▶ **Description of the task**: Line by line, copy the material that follows without leaving anything out.

▶ **Data for this task**:
//! DotMatrix Cam - Main Entry Point
//!
//! Turns a live camera feed into a dot-matrix rendering, augmented by a
//! depth or person-segmentation signal, with on-demand PNG capture.

use std::sync::Arc;
use std::time::{Duration, Instant};

use dotmatrix_cam::config::AppConfig;
use dotmatrix_cam::App;
use winit::application::ApplicationHandler;
use winit::dpi::LogicalSize;
use winit::event::{ElementState, KeyEvent, WindowEvent};
use winit::event_loop::{ActiveEventLoop, ControlFlow, EventLoop};
use winit::keyboard::{KeyCode, PhysicalKey};
use winit::window::{Window, WindowAttributes, WindowId};

const WINDOW_TITLE: &str = "DotMatrix Cam";
const DEFAULT_WIDTH: u32 = 1280;
const DEFAULT_HEIGHT: u32 = 720;
const TARGET_FPS: u32 = 60;

/// Application state machine
enum AppState {
    /// Initial state before the window is created
    Uninitialized,
    /// Window and graphics context are ready
    Running { window: Arc<Window>, app: App },
}

/// Main application handler implementing winit's ApplicationHandler trait
struct DotMatrixApp {
    state: AppState,
    config: AppConfig,
    next_redraw_at: Instant,
}

impl DotMatrixApp {
    fn new(config: AppConfig) -> Self {
        Self {
            state: AppState::Uninitialized,
            config,
            next_redraw_at: Instant::now(),
        }
    }
}

impl ApplicationHandler for DotMatrixApp {
    fn resumed(&mut self, event_loop: &ActiveEventLoop) {
        match &mut self.state {
            AppState::Uninitialized => {
                log::info!("Creating window...");

                let window_attributes = WindowAttributes::default()
                    .with_title(WINDOW_TITLE)
                    .with_inner_size(LogicalSize::new(DEFAULT_WIDTH, DEFAULT_HEIGHT));

                let window = Arc::new(
                    event_loop
                        .create_window(window_attributes)
                        .expect("Failed to create window"),
                );

                log::info!("Initializing renderer...");
                let mut app = pollster::block_on(App::new(window.clone(), self.config.clone()));
                app.resume();

                log::info!("DotMatrix Cam ready");
                log::info!("Keys: arrows = density/dot size, -/= = distortion, 1-6 = colors, S = capture");

                self.state = AppState::Running { window, app };
            }
            // Coming back from a host suspend: restart the depth engine.
            AppState::Running { app, .. } => app.resume(),
        }
    }

    fn suspended(&mut self, _event_loop: &ActiveEventLoop) {
        if let AppState::Running { app, .. } = &mut self.state {
            app.pause();
        }
    }

    fn exiting(&mut self, _event_loop: &ActiveEventLoop) {
        if let AppState::Running { app, .. } = &mut self.state {
            app.release();
        }
    }

    fn window_event(
        &mut self,
        event_loop: &ActiveEventLoop,
        _window_id: WindowId,
        event: WindowEvent,
    ) {
        let AppState::Running { window, app } = &mut self.state else {
            return;
        };

        match event {
            WindowEvent::CloseRequested => {
                log::info!("Close requested, exiting...");
                event_loop.exit();
            }

            WindowEvent::KeyboardInput {
                event:
                    KeyEvent {
                        physical_key: PhysicalKey::Code(key_code),
                        state: ElementState::Pressed,
                        ..
                    },
                ..
            } => match key_code {
                KeyCode::Escape => {
                    log::info!("Escape pressed, exiting...");
                    event_loop.exit();
                }
                KeyCode::F11 => {
                    if window.fullscreen().is_some() {
                        window.set_fullscreen(None);
                    } else {
                        window.set_fullscreen(Some(winit::window::Fullscreen::Borderless(None)));
                    }
                }
                KeyCode::ArrowUp => app.adjust_density(5.0),
                KeyCode::ArrowDown => app.adjust_density(-5.0),
                KeyCode::ArrowRight => app.adjust_dot_size(0.1),
                KeyCode::ArrowLeft => app.adjust_dot_size(-0.1),
                KeyCode::Equal => app.adjust_distortion(0.05),
                KeyCode::Minus => app.adjust_distortion(-0.05),
                KeyCode::Digit1 => app.select_theme(0),
                KeyCode::Digit2 => app.select_theme(1),
                KeyCode::Digit3 => app.select_theme(2),
                KeyCode::Digit4 => app.select_theme(3),
                KeyCode::Digit5 => app.select_theme(4),
                KeyCode::Digit6 => app.select_theme(5),
                KeyCode::KeyS | KeyCode::Space => app.capture_photo(),
                _ => {}
            },

            WindowEvent::Resized(physical_size) => {
                app.resize(physical_size);
            }

            WindowEvent::RedrawRequested => match app.update_and_render() {
                Ok(_) => {}
                Err(wgpu::SurfaceError::Lost) => {
                    log::warn!("Surface lost, reconfiguring...");
                    app.resize(app.size());
                }
                Err(wgpu::SurfaceError::OutOfMemory) => {
                    log::error!("Out of GPU memory!");
                    event_loop.exit();
                }
                Err(e) => {
                    log::warn!("Surface error: {:?}", e);
                }
            },

            _ => {}
        }
    }

    fn about_to_wait(&mut self, event_loop: &ActiveEventLoop) {
        let AppState::Running { window, .. } = &mut self.state else {
            event_loop.set_control_flow(ControlFlow::Wait);
            return;
        };

        // Tick at the target rate; the compositor decides per tick whether
        // anything actually renders.
        let frame_duration = Duration::from_nanos(1_000_000_000u64 / TARGET_FPS as u64);
        let now = Instant::now();

        if now >= self.next_redraw_at {
            window.request_redraw();
            self.next_redraw_at += frame_duration;

            // Reset if too far behind
            if now > self.next_redraw_at + frame_duration * 2 {
                self.next_redraw_at = now + frame_duration;
            }
        }

        event_loop.set_control_flow(ControlFlow::WaitUntil(self.next_redraw_at));
    }
}

fn main() {
    env_logger::Builder::from_env(env_logger::Env::default().default_filter_or("info")).init();

    log::info!("DotMatrix Cam v{}", env!("CARGO_PKG_VERSION"));

    let config = AppConfig::load();

    let event_loop = EventLoop::new().expect("Failed to create event loop");
    event_loop.set_control_flow(ControlFlow::Wait);

    let mut app = DotMatrixApp::new(config);
    event_loop.run_app(&mut app).expect("Event loop error");
}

▶ **Written answer**:
//! DotMatrix Cam - Main Entry Point
//!
//! Turns a live camera feed into a dot-matrix rendering, augmented by a
//! depth or person-segmentation signal, with on-demand PNG capture.

use std::sync::Arc;
use std::time::{Duration, Instant};

use dotmatrix_cam::config::AppConfig;
use dotmatrix_cam::App;
use winit::application::ApplicationHandler;
use winit::dpi::LogicalSize;
use winit::event::{ElementState, KeyEvent, WindowEvent};
use winit::event_loop::{ActiveEventLoop, ControlFlow, EventLoop};
use winit::keyboard::{KeyCode, PhysicalKey};
use winit::window::{Window, WindowAttributes, WindowId};

const WINDOW_TITLE: &str = "DotMatrix Cam";
const DEFAULT_WIDTH: u32 = 1280;
const DEFAULT_HEIGHT: u32 = 720;
const TARGET_FPS: u32 = 60;

/// Application state machine
enum AppState {
    /// Initial state before the window is created
    Uninitialized,
    /// Window and graphics context are ready
    Running { window: Arc<Window>, app: App },
}

/// Main application handler implementing winit's ApplicationHandler trait
struct DotMatrixApp {
    state: AppState,
    config: AppConfig,
    next_redraw_at: Instant,
}

impl DotMatrixApp {
    fn new(config: AppConfig) -> Self {
        Self {
            state: AppState::Uninitialized,
            config,
            next_redraw_at: Instant::now(),
        }
    }
}

impl ApplicationHandler for DotMatrixApp {
    fn resumed(&mut self, event_loop: &ActiveEventLoop) {
        match &mut self.state {
            AppState::Uninitialized => {
                log::info!("Creating window...");

                let window_attributes = WindowAttributes::default()
                    .with_title(WINDOW_TITLE)
                    .with_inner_size(LogicalSize::new(DEFAULT_WIDTH, DEFAULT_HEIGHT));

                let window = Arc::new(
                    event_loop
                        .create_window(window_attributes)
                        .expect("Failed to create window"),
                );

                log::info!("Initializing renderer...");
                let mut app = pollster::block_on(App::new(window.clone(), self.config.clone()));
                app.resume();

                log::info!("DotMatrix Cam ready");
                log::info!("Keys: arrows = density/dot size, -/= = distortion, 1-6 = colors, S = capture");

                self.state = AppState::Running { window, app };
            }
            // Coming back from a host suspend: restart the depth engine.
            AppState::Running { app, .. } => app.resume(),
        }
    }

    fn suspended(&mut self, _event_loop: &ActiveEventLoop) {
        if let AppState::Running { app, .. } = &mut self.state {
            app.pause();
        }
    }

    fn exiting(&mut self, _event_loop: &ActiveEventLoop) {
        if let AppState::Running { app, .. } = &mut self.state {
            app.release();
        }
    }

    fn window_event(
        &mut self,
        event_loop: &ActiveEventLoop,
        _window_id: WindowId,
        event: WindowEvent,
    ) {
        let AppState::Running { window, app } = &mut self.state else {
            return;
        };

        match event {
            WindowEvent::CloseRequested => {
                log::info!("Close requested, exiting...");
                event_loop.exit();
            }

            WindowEvent::KeyboardInput {
                event:
                    KeyEvent {
                        physical_key: PhysicalKey::Code(key_code),
                        state: ElementState::Pressed,
                        ..
                    },
                ..
            } => match key_code {
                KeyCode::Escape => {
                    log::info!("Escape pressed, exiting...");
                    event_loop.exit();
                }
                KeyCode::F11 => {
                    if window.fullscreen().is_some() {
                        window.set_fullscreen(None);
                    } else {
                        window.set_fullscreen(Some(winit::window::Fullscreen::Borderless(None)));
                    }
                }
                KeyCode::ArrowUp => app.adjust_density(5.0),
                KeyCode::ArrowDown => app.adjust_density(-5.0),
                KeyCode::ArrowRight => app.adjust_dot_size(0.1),
                KeyCode::ArrowLeft => app.adjust_dot_size(-0.1),
                KeyCode::Equal => app.adjust_distortion(0.05),
                KeyCode::Minus => app.adjust_distortion(-0.05),
                KeyCode::Digit1 => app.select_theme(0),
                KeyCode::Digit2 => app.select_theme(1),
                KeyCode::Digit3 => app.select_theme(2),
                KeyCode::Digit4 => app.select_theme(3),
                KeyCode::Digit5 => app.select_theme(4),
                KeyCode::Digit6 => app.select_theme(5),
                KeyCode::KeyS | KeyCode::Space => app.capture_photo(),
                _ => {}
            },

            WindowEvent::Resized(physical_size) => {
                app.resize(physical_size);
            }

            WindowEvent::RedrawRequested => match app.update_and_render() {
                Ok(_) => {}
                Err(wgpu::SurfaceError::Lost) => {
                    log::warn!("Surface lost, reconfiguring...");
                    app.resize(app.size());
                }
                Err(wgpu::SurfaceError::OutOfMemory) => {
                    log::error!("Out of GPU memory!");
                    event_loop.exit();
                }
                Err(e) => {
                    log::warn!("Surface error: {:?}", e);
                }
            },

            _ => {}
        }
    }

    fn about_to_wait(&mut self, event_loop: &ActiveEventLoop) {
        let AppState::Running { window, .. } = &mut self.state else {
            event_loop.set_control_flow(ControlFlow::Wait);
            return;
        };

        // Tick at the target rate; the compositor decides per tick whether
        // anything actually renders.
        let frame_duration = Duration::from_nanos(1_000_000_000u64 / TARGET_FPS as u64);
        let now = Instant::now();

        if now >= self.next_redraw_at {
            window.request_redraw();
            self.next_redraw_at += frame_duration;

            // Reset if too far behind
            if now > self.next_redraw_at + frame_duration * 2 {
                self.next_redraw_at = now + frame_duration;
            }
        }

        event_loop.set_control_flow(ControlFlow::WaitUntil(self.next_redraw_at));
    }
}

fn main() {
    env_logger::Builder::from_env(env_logger::Env::default().default_filter_or("info")).init();

    log::info!("DotMatrix Cam v{}", env!("CARGO_PKG_VERSION"));

    let config = AppConfig::load();

    let event_loop = EventLoop::new().expect("Failed to create event loop");
    event_loop.set_control_flow(ControlFlow::Wait);

    let mut app = DotMatrixApp::new(config);
    event_loop.run_app(&mut app).expect("Event loop error");
}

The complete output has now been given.